Reproductions and Reimaginings: A reflection on an interconnected practice

[CARDIFF]

Post-internet art, that is, art that takes the Internet as its primary source and facilitator, can be extended into forms of interconnected practice when digital reproductions of historical paintings are transformed using a combination of material and digital means. My paper is a reflection on my own interconnected, post-internet, studio-based practice undertaken in the light of Hans-Georg Gadamer's idea of a 'fusion of horizons', Georges Didi-Huberman's writing on 'anachronicty' and Mieke Bal's writing on 'quotation'. 

 

The Internet's temporality is anachronic. It exists in multiple time zones making historical paintings instantly accessible.
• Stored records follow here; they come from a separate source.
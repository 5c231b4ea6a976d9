//! Device-space geometry.
//!
//! All coordinates handed to the rasterizer are already transformed into
//! device (output pixel) space: `x` grows to the right, `y` grows downwards,
//! and pixel `(i, j)` covers `[i, i + 1) × [j, j + 1)`.

/// A 2D point with floating-point coordinates.
#[derive(Debug, Clone, Copy, PartialEq, Default)]
pub struct Point {
    /// X coordinate.
    pub x: f32,
    /// Y coordinate.
    pub y: f32,
}

impl Point {
    /// Origin point (0, 0).
    pub const ORIGIN: Self = Self::new(0.0, 0.0);

    /// Create a new point.
    #[must_use]
    pub const fn new(x: f32, y: f32) -> Self {
        Self { x, y }
    }

    /// Multiply both coordinates by `factor`.
    #[must_use]
    pub fn scale(self, factor: f32) -> Self {
        Self::new(self.x * factor, self.y * factor)
    }

    /// 2D cross product of the vectors `self` and `other`.
    #[must_use]
    pub fn cross(self, other: Self) -> f32 {
        self.x * other.y - self.y * other.x
    }
}

impl std::ops::Sub for Point {
    type Output = Self;

    fn sub(self, rhs: Self) -> Self {
        Self::new(self.x - rhs.x, self.y - rhs.y)
    }
}

impl From<(f32, f32)> for Point {
    fn from((x, y): (f32, f32)) -> Self {
        Self::new(x, y)
    }
}

#[cfg(test)]
mod tests {
    use super::*;

    #[test]
    fn test_point_scale() {
        let p = Point::new(1.5, -2.0).scale(4.0);
        assert_eq!(p, Point::new(6.0, -8.0));
    }

    #[test]
    fn test_cross() {
        let a = Point::new(4.0, 0.0);
        let b = Point::new(0.0, 4.0);
        assert_eq!(a.cross(b), 16.0);
        assert_eq!(b.cross(a), -16.0);
        assert_eq!(a.cross(a), 0.0);
    }

    #[test]
    fn test_sub_and_from_tuple() {
        let p: Point = (3.0, 5.0).into();
        assert_eq!(p - Point::new(1.0, 1.0), Point::new(2.0, 4.0));
        assert_eq!(Point::ORIGIN, Point::default());
    }
}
This feature, along with infinite reproducibility, enables me to construct, juxtapose and merge images from the past using materials and technologies available to me today. My three principal methods are: alternating the analogue and the digital so that one may lead, support or oppose the other; merging the digital and material to produce hybrid material objects; constructing models out of appropriated digitally reproduced motifs or digitally painted motifs.

 

I appropriate details from digital reproductions of sixteenth-century Netherlandish paintings of flowers and food that symbolise universal themes still relevant to us today. I explore the complexities and consequences of excess (through manipulation, repetition and accumulation), and the transience of life (through virtual metaphors of translucency, fracture and layering). I assemble my motifs on the screen before printing and cutting them out ready for construction into paper models of chimeric hybrids and further manipulation on screen. It is a playful process of 'back and forth' across the 'in-between' of studio and screen, and past and present. 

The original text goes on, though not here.